Augmented BNF syntax (ABNF): this is a plain-text (non-XML) representation which is similar to traditional BNF grammar and to many existing BNF-like representations commonly used in the field of speech recognition including the JSpeech Grammar Format from which this specification is derived. Augmented BNF should not be confused with Extended BNF which is used in DTDs for XML and SGML.

XML: This syntax uses XML elements to represent the grammar constructs and adapts designs from the PipeBeach grammar, TalkML, and a research XML variant of the JSpeech Grammar Format.

Both the ABNF Form and XML Form have the expressive power of a Context-Free Grammar (CFG). A grammar processor that does not support recursive grammars has the expressive power of a Finite State Machine (FSM) or regular expression language... This form of language expression is sufficient for the vast majority of speech recognition applications..." [excerpted from the Rec]

From the W3C Announcement

Giving voice to the Web, the World Wide Web Consortium (W3C) has published VoiceXML 2.0 and Speech Recognition Grammar Specification (SRGS) as W3C Recommendations. The goal of VoiceXML 2.0 is to bring the advantages of Web-based development and content delivery to interactive voice response applications. SRGS is key to VoiceXML's support for speech recognition, and is used by developers to describe end-users responses to spoken prompts.

Today's announcement marks the advancement to Recommendation status of the first two specifications in W3C's Speech Interface Framework. Aimed at the world's estimated two billion fixed line and mobile phones, W3C's Speech Interface Framework will allow an unprecedented number of people to use any telephone to interact with appropriately designed Web-based services via key pads, spoken commands, listening to pre-recorded speech, synthetic speech and music.

"The completion of VoiceXML 2.0 and SRGS marks an exciting milestone in the convergence of telecom technologies and the Web.

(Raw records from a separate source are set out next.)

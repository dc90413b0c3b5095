//! Players and their identifiers.

use serde::{Deserialize, Serialize};

use crate::role::Role;

/// Unique identifier of a participant within a session.
///
/// Ids come from the chat platform and are positive for humans; the
/// negative range is reserved for automated participants, which the
/// engine mints itself.
#[derive(Debug, Clone, Copy, PartialEq, Eq, Hash, PartialOrd, Ord, Serialize, Deserialize)]
pub struct PlayerId(pub i64);

impl PlayerId {
    /// True if this id belongs to an automated participant.
    pub fn is_automated(self) -> bool {
        self.0 < 0
    }

    /// Mint the id for the `n`-th automated participant (1-based).
    pub fn automated(n: i64) -> Self {
        Self(-n)
    }
}

impl std::fmt::Display for PlayerId {
    fn fmt(&self, f: &mut std::fmt::Formatter<'_>) -> std::fmt::Result {
        write!(f, "{}", self.0)
    }
}

/// One roster slot: a human player or an automated stand-in.
#[derive(Debug, Clone, Serialize)]
pub struct Player {
    /// Platform identifier (negative for automated participants).
    pub id: PlayerId,
    /// Display name shown in announcements.
    pub name: String,
    /// Assigned role; `None` until the deal.
    pub role: Option<Role>,
    /// Dead players stay in the roster but can no longer act or vote.
    pub alive: bool,
    /// Throwable item granted by an active special event, if still held.
    pub item: Option<&'static str>,
}

impl Player {
    /// Create a living, role-less roster entry.
    pub fn new(id: PlayerId, name: impl Into<String>) -> Self {
        Self {
            id,
            name: name.into(),
            role: None,
            alive: true,
            item: None,
        }
    }

    /// True if this slot is driven by the engine rather than a human.
    pub fn is_automated(&self) -> bool {
        self.id.is_automated()
    }

    /// The assigned role's team, if roles have been dealt.
    pub fn is_mafia(&self) -> bool {
        self.role.is_some_and(Role::is_mafia)
    }
}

Historically, there were both technical and cultural gaps between the way voice-based systems have evolved and that of the Internet and Web, leaving the information available only to voice systems or the Web, " explained Tim Berners-Lee, W3C Director. " With the development of the W3C Speech Interface Framework, including VoiceXML 2.0 and SRGS, we're now able to integrate and benefit from the strengths of both groups - the power and impact of industrial research and broad product testing and deployment, and the extensibility and openness of technical solutions that are consistent with Web technical principles and can scale accordingly."

A World Wide Web Consortium (W3C) Recommendation is understood by industry and the Web community at large as a Web standard. Each Recommendation is a stable specification developed by a W3C Working Group and reviewed by the W3C Membership. Recommendations promote interoperability of Web technologies of the Web by explicitly conveying the industry consensus formed by the Working Group.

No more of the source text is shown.